PROBLEM DESCRIPTION →
Look through the entries for the string "seen", and copy each line that holds it.

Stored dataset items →
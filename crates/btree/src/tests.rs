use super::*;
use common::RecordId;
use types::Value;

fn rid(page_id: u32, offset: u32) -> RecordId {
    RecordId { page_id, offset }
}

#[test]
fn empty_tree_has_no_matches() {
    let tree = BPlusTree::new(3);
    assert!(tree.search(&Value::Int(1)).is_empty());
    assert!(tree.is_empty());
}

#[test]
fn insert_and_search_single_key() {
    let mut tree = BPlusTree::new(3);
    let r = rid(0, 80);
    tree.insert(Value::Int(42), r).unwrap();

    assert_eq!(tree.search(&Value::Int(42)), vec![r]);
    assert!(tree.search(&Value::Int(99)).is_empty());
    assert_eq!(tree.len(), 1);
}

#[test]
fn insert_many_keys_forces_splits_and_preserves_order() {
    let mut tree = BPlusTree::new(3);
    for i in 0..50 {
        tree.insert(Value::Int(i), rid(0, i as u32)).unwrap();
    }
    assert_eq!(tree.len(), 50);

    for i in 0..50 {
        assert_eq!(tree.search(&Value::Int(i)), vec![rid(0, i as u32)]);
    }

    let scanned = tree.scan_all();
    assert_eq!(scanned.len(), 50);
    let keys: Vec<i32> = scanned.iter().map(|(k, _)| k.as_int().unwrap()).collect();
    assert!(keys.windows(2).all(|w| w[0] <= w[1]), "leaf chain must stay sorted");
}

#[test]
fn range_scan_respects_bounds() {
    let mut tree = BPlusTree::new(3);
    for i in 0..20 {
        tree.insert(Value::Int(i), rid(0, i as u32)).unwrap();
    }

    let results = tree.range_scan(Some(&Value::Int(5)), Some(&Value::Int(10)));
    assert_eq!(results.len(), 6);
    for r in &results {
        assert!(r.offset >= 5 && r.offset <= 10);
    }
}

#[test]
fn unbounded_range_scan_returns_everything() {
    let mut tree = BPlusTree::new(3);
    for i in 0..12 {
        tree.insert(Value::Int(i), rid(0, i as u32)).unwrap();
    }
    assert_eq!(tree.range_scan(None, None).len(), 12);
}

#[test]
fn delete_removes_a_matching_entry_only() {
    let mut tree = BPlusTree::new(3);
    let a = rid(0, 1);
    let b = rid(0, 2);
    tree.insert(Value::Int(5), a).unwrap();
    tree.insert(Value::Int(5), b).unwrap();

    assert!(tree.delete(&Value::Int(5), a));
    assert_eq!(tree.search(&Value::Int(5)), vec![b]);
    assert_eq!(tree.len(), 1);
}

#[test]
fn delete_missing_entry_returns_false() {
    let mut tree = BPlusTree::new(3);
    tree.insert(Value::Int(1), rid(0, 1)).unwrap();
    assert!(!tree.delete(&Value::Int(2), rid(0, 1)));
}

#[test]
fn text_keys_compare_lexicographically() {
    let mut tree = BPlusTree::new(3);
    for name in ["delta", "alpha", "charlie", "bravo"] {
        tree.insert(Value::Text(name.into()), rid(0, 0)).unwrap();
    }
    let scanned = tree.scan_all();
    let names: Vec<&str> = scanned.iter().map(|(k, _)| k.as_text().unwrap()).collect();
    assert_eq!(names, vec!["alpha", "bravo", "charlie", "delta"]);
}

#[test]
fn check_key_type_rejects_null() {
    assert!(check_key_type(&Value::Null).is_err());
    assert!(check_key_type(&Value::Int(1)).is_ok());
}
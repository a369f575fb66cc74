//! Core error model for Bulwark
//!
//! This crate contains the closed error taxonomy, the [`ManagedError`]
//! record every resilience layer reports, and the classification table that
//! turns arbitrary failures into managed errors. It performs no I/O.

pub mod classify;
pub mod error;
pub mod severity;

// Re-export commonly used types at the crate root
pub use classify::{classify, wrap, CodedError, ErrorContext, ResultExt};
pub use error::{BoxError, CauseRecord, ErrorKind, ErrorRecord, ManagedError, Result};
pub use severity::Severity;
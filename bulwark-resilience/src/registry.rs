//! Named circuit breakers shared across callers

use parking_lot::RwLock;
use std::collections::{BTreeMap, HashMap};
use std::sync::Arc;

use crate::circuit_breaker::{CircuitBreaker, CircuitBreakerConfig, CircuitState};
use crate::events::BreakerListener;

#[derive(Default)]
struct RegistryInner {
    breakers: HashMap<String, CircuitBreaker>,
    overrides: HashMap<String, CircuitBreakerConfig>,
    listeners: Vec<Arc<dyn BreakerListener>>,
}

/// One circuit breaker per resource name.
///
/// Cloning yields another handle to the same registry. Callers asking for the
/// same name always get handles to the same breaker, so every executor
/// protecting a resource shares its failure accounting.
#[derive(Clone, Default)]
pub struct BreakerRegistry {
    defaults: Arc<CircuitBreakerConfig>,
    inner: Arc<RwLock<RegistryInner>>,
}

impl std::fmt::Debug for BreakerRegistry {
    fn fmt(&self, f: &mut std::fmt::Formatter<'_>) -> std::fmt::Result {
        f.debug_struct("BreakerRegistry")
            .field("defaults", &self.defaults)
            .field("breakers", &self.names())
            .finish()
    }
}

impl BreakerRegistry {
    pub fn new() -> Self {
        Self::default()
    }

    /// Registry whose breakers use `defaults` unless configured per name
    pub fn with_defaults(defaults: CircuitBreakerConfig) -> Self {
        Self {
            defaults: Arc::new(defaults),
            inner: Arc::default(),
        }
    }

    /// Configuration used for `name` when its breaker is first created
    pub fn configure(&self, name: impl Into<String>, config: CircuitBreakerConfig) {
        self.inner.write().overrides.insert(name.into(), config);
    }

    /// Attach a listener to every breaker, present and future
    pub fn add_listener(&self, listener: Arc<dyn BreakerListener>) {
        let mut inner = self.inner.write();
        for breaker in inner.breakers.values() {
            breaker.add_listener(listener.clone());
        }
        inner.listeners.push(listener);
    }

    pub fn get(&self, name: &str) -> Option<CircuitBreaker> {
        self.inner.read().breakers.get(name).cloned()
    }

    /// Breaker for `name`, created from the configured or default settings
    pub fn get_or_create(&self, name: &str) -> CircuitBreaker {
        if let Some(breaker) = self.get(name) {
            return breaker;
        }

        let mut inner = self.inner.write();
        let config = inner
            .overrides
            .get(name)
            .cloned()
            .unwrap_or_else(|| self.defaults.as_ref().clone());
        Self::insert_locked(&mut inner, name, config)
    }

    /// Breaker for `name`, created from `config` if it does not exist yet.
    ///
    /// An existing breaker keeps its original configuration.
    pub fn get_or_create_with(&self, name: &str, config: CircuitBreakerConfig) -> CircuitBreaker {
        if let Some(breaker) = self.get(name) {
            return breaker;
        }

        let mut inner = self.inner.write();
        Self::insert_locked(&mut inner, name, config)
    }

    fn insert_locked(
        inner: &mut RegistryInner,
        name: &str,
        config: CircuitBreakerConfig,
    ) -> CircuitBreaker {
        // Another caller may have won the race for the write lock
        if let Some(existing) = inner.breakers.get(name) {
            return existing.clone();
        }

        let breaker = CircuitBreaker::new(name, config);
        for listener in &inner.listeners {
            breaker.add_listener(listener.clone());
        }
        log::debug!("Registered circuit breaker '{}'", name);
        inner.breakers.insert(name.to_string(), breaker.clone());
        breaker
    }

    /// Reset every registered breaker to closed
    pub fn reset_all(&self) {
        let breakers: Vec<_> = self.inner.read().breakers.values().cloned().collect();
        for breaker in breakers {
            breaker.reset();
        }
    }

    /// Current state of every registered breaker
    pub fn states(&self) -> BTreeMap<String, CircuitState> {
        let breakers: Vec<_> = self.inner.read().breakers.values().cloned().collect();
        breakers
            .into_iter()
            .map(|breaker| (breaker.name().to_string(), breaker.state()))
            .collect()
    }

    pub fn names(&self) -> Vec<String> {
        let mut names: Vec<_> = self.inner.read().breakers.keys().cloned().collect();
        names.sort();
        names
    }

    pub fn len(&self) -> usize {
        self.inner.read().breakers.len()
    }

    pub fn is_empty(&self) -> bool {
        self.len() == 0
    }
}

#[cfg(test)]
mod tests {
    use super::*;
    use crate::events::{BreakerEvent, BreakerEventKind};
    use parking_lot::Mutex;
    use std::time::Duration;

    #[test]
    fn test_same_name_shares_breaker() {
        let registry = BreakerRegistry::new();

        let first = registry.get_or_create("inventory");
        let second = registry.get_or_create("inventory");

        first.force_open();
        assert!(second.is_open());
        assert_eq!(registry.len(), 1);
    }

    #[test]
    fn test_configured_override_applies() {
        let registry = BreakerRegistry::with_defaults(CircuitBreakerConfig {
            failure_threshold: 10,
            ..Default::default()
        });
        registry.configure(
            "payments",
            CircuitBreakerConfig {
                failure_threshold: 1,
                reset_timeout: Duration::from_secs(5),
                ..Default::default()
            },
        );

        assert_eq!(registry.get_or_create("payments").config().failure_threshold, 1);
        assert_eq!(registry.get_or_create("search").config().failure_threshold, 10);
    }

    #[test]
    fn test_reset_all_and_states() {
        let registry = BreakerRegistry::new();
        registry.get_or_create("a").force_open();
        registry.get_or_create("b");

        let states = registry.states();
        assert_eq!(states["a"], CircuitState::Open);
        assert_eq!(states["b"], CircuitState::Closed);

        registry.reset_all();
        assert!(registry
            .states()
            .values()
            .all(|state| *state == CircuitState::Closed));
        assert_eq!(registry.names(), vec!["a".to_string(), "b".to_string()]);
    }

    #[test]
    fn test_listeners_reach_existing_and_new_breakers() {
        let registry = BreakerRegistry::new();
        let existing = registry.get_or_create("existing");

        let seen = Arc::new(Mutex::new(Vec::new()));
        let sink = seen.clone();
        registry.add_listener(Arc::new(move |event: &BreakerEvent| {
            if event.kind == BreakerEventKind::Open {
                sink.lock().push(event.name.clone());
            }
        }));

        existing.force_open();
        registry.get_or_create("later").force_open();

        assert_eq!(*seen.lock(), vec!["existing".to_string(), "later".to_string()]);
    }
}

ANSWER BOX →
        let seen = Arc::new(Mutex::new(Vec::new()));
        let sink = seen.clone();
        assert_eq!(*seen.lock(), vec!["existing".to_string(), "later".to_string()]);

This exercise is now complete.